Die Unzufriedenheit der Wähler mit der politischen Elite ist verständlich: Wie in Mexiko ist Korruption in Brasilien ein großes Problem. Im Jahr 2015 gingen Millionen von Menschen aus Protest auf die Straße, nachdem die Vorwürfe der Geldwäsche gegen den ehemaligen Präsidenten Luiz Inácio Lula da Silva in einem Skandal gipfelten, der riesige Teile der politischen und wirtschaftlichen Eliten des Landes erfasste. Der Oberste Gerichtshof des Landes hat Ermittlungen gegen den Präsidenten, rund ein Drittel des Kabinetts, ein Drittel des Senats und zahlreiche Landeshauptmänner genehmigt.

Die frühere Präsidentin Dilma Rousseff wurde wegen Verstoßes gegen die Haushaltsgesetze im Jahr 2016 angeklagt. Ihre Absetzung führte zu einem erstaunlichen Anstieg des brasilianischen Aktienmarktes in jenem Jahr, als Investoren gleichzeitig von Reformversprechen des neuen Präsidenten Michel Temer begeistert waren. Der MSCI Brazil Index stieg um beachtliche 66,2 Prozent, während der MSCI Emerging Markets Index nur um 11 Prozent zulegte.

Temer – der wegen Behinderung der Justiz angeklagt wird – wird sich im Oktober nicht zur Wiederwahl stellen können, was die Frage aufwirft, wer stattdessen antritt. Einige tippen, dass Lula ein Comeback feiern könnte. Ein Erfolg scheint aufgrund seiner eigenen Korruptionsuntersuchung eher unwahrscheinlich.

Ein neuer Kandidat könnte davon profitieren, so Carlos Melo, Politikwissenschaftler am Institut für Bildung und Forschung in Sao Paulo. „Wenn Lula nicht zur Wahl stünde, würde dies zweifellos den Raum für einen Außenseiter öffnen, einen emotionalen Spitzenpolitiker“, sagt er.

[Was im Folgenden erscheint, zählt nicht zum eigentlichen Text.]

//! Wire format for the control plane: a tagged union of directives,
//! postcard-encoded, carried as bare UDP multicast payloads (no additional
//! framing byte — postcard's enum discriminant already disambiguates).

use crate::{Error, JackId, ModuleId, MAX_HOSTS, MAX_LOCAL_HELD};
use heapless::Vec;
use serde::{Deserialize, Serialize};

pub const MAX_PATCHED: usize = 8;
pub const SNAPSHOT_CAP: usize = 256;
pub const MAX_PRESET_HOSTS: usize = MAX_HOSTS;

pub type SnapshotData = Vec<u8, SNAPSHOT_CAP>;

#[derive(Serialize, Deserialize, Clone, Debug, PartialEq, Eq)]
pub struct HeldInputJack {
    pub uuid: ModuleId,
    pub id: JackId,
}

#[derive(Serialize, Deserialize, Clone, Debug, PartialEq, Eq)]
pub struct HeldOutputJack {
    pub uuid: ModuleId,
    pub id: JackId,
    pub color: u16,
    pub addr: [u8; 4],
    pub port: u16,
}

#[derive(Serialize, Deserialize, Clone, Debug, Default, PartialEq, Eq)]
pub struct LocalState {
    pub held_inputs: Vec<HeldInputJack, MAX_LOCAL_HELD>,
    pub held_outputs: Vec<HeldOutputJack, MAX_LOCAL_HELD>,
}

impl LocalState {
    pub fn first_held_input(&self) -> Option<&HeldInputJack> {
        self.held_inputs.first()
    }

    pub fn first_held_output(&self) -> Option<&HeldOutputJack> {
        self.held_outputs.first()
    }
}

#[derive(Serialize, Deserialize, Clone, Copy, Debug, PartialEq, Eq)]
pub enum GlobalPatchState {
    Idle,
    PatchEnabled,
    PatchToggled,
    Blocked,
}

/// A fully resolved connection: enough for the input side to reconnect
/// without a separate directory lookup, which is what lets a restored
/// preset reconnect jacks without waiting on a live heartbeat round trip.
#[derive(Serialize, Deserialize, Clone, Debug, PartialEq, Eq)]
pub struct PatchConnection {
    pub input_uuid: ModuleId,
    pub input_jack_id: JackId,
    pub output_uuid: ModuleId,
    pub output_jack_id: JackId,
    pub output_addr: [u8; 4],
    pub output_port: u16,
    pub output_color: u16,
}

#[derive(Serialize, Deserialize, Clone, Debug, PartialEq, Eq)]
pub struct DirectiveUpdate {
    pub uuid: ModuleId,
    pub local_state: LocalState,
}

#[derive(Serialize, Deserialize, Clone, Debug, PartialEq, Eq)]
pub struct DirectiveHalt {
    pub uuid: ModuleId,
}

#[derive(Serialize, Deserialize, Clone, Debug, PartialEq, Eq)]
pub struct DirectiveSnapshotRequest {
    pub uuid: ModuleId,
}

#[derive(Serialize, Deserialize, Clone, Debug, PartialEq, Eq)]
pub struct DirectiveSnapshotResponse {
    pub uuid: ModuleId,
    pub data: SnapshotData,
    pub patched: Vec<PatchConnection, MAX_PATCHED>,
}

#[derive(Serialize, Deserialize, Clone, Debug, PartialEq, Eq)]
pub struct DirectiveSetPreset {
    pub uuid: ModuleId,
    pub data: Vec<DirectiveSnapshotResponse, MAX_PRESET_HOSTS>,
}

#[derive(Serialize, Deserialize, Clone, Debug, PartialEq, Eq)]
pub struct DirectiveSetInputJack {
    pub uuid: ModuleId,
    pub source: HeldOutputJack,
    pub connection: PatchConnection,
}

#[derive(Serialize, Deserialize, Clone, Debug, PartialEq, Eq)]
pub struct DirectiveSetOutputJack {
    pub uuid: ModuleId,
    pub source: HeldInputJack,
    pub connection: PatchConnection,
}

#[derive(Serialize, Deserialize, Clone, Debug, PartialEq, Eq)]
pub struct DirectiveHeartbeat {
    pub uuid: ModuleId,
    pub term: u64,
    pub iteration: u32,
}

#[derive(Serialize, Deserialize, Clone, Debug, PartialEq, Eq)]
pub struct DirectiveHeartbeatResponse {
    pub uuid: ModuleId,
    pub term: u64,
    pub success: bool,
    pub iteration: Option<u32>,
    pub state: Option<LocalState>,
}

#[derive(Serialize, Deserialize, Clone, Debug, PartialEq, Eq)]
pub struct DirectiveRequestVote {
    pub uuid: ModuleId,
    pub term: u64,
}

#[derive(Serialize, Deserialize, Clone, Debug, PartialEq, Eq)]
pub struct DirectiveRequestVoteResponse {
    pub uuid: ModuleId,
    pub term: u64,
    pub voted_for: Option<ModuleId>,
    pub vote_granted: bool,
}

#[derive(Serialize, Deserialize, Clone, Debug, PartialEq, Eq)]
pub struct DirectiveGlobalStateUpdate {
    pub uuid: ModuleId,
    pub patch_state: GlobalPatchState,
    pub input: Option<HeldInputJack>,
    pub output: Option<HeldOutputJack>,
}

#[derive(Serialize, Deserialize, Clone, Debug, PartialEq, Eq)]
pub enum Directive {
    Update(DirectiveUpdate),
    Halt(DirectiveHalt),
    SnapshotRequest(DirectiveSnapshotRequest),
    SnapshotResponse(DirectiveSnapshotResponse),
    SetPreset(DirectiveSetPreset),
    SetInputJack(DirectiveSetInputJack),
    SetOutputJack(DirectiveSetOutputJack),
    Heartbeat(DirectiveHeartbeat),
    HeartbeatResponse(DirectiveHeartbeatResponse),
    RequestVote(DirectiveRequestVote),
    RequestVoteResponse(DirectiveRequestVoteResponse),
    GlobalStateUpdate(DirectiveGlobalStateUpdate),
}

pub fn encode<'a>(directive: &Directive, buf: &'a mut [u8]) -> Result<&'a [u8], Error> {
    postcard::to_slice(directive, buf).map_err(|_| Error::Parse)
}

pub fn decode(buf: &[u8]) -> Result<Directive, Error> {
    postcard::from_bytes(buf).map_err(|_| Error::Parse)
}

#[cfg(test)]
mod tests {
    use super::*;

    fn uuid(s: &str) -> ModuleId {
        ModuleId::from(s)
    }

    #[test]
    fn round_trips_update() {
        let mut held_inputs = Vec::new();
        held_inputs
            .push(HeldInputJack { uuid: uuid("a"), id: 3 })
            .unwrap();
        let d = Directive::Update(DirectiveUpdate {
            uuid: uuid("a"),
            local_state: LocalState {
                held_inputs,
                held_outputs: Vec::new(),
            },
        });
        let mut buf = [0u8; 512];
        let encoded = encode(&d, &mut buf).unwrap();
        let decoded = decode(encoded).unwrap();
        assert_eq!(d, decoded);
    }

    #[test]
    fn round_trips_global_state_update() {
        let d = Directive::GlobalStateUpdate(DirectiveGlobalStateUpdate {
            uuid: uuid("leader"),
            patch_state: GlobalPatchState::PatchToggled,
            input: Some(HeldInputJack { uuid: uuid("a"), id: 1 }),
            output: Some(HeldOutputJack {
                uuid: uuid("b"),
                id: 2,
                color: 120,
                addr: [239, 0, 0, 5],
                port: 19991,
            }),
        });
        let mut buf = [0u8; 512];
        let encoded = encode(&d, &mut buf).unwrap();
        let decoded = decode(encoded).unwrap();
        assert_eq!(d, decoded);
    }

    #[test]
    fn round_trips_heartbeat_response_with_state() {
        let d = Directive::HeartbeatResponse(DirectiveHeartbeatResponse {
            uuid: uuid("follower"),
            term: 4,
            success: true,
            iteration: Some(7),
            state: Some(LocalState::default()),
        });
        let mut buf = [0u8; 512];
        let encoded = encode(&d, &mut buf).unwrap();
        let decoded = decode(encoded).unwrap();
        assert_eq!(d, decoded);
    }

    #[test]
    fn decode_rejects_garbage() {
        let buf = [0xffu8; 16];
        assert!(decode(&buf).is_err());
    }

    #[test]
    fn round_trips_set_output_jack() {
        let d = Directive::SetOutputJack(DirectiveSetOutputJack {
            uuid: uuid("a"),
            source: HeldInputJack { uuid: uuid("b"), id: 1 },
            connection: PatchConnection {
                input_uuid: uuid("b"),
                input_jack_id: 1,
                output_uuid: uuid("a"),
                output_jack_id: 2,
                output_addr: [239, 0, 0, 5],
                output_port: 19991,
                output_color: 120,
            },
        });
        let mut buf = [0u8; 512];
        let encoded = encode(&d, &mut buf).unwrap();
        let decoded = decode(encoded).unwrap();
        assert_eq!(d, decoded);
    }
}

Jair Bolsonaro, der rechtsgerichtete Bundesabgeordnete für Rio de Janeiro, könnte auf diese Beschreibung passen. Oft als Brasiliens Antwort auf Donald Trump beschrieben, kann der frühere Militärangehörige nach einer schweren Rezession, in der die Wirtschaft schrumpfte, die Arbeitslosigkeit stieg und die Sozialdienste gekürzt wurden, auf tiefgehende Enttäuschungen der Bevölkerung eingehen. Bolsonaro räumt ein, dass er wenig Verständnis von Wirtschaft hat und bietet keine einfachen Lösungen für Brasiliens politische Herausforderungen. Hierzu zählt zweifellos, den wirtschaftlichen Aufschwung voranzubringen und zu beschleunigen. Mit einem potenziell starken Mann mit Rückenwind wie Bolsonaro könnte Brasilien den Turnaround erreichen. Die Frage ist: Wird das Land die politischen und wirtschaftlichen Reformen vorantreiben oder in den Populismus zurückfallen?

Die Erfahrungen Brasiliens in den letzten Jahren haben zumindest zu mehr Transparenz und verstärktem Widerstand gegen Korruption geführt, was langfristig den Anlegern zugute kommen könnte. Es kommt darauf an, dass die Justiz in der Lage ist, ihre Arbeit auch durchzusetzen und effektiv strafrechtlich zu verfolgen. Sicherlich erleben wir in Brasilien große Fortschritte – aber das müssen wir auch in anderen Schwellenländern sehen.

Das anhaltende Hin und Her zwischen Populismus und Reform dürfte für die Schwellenländer, in denen 2018 gewählt wird, von zentraler Bedeutung sein. In Anbetracht der extremen Szenarien müssen die Anleger alle wichtigen Ergebnisse – auch die unwahrscheinlichsten – auf Herz und Nieren prüfen, um sicherzustellen, dass ihre Portfolios im kommenden Jahr widerstandsfähig sind.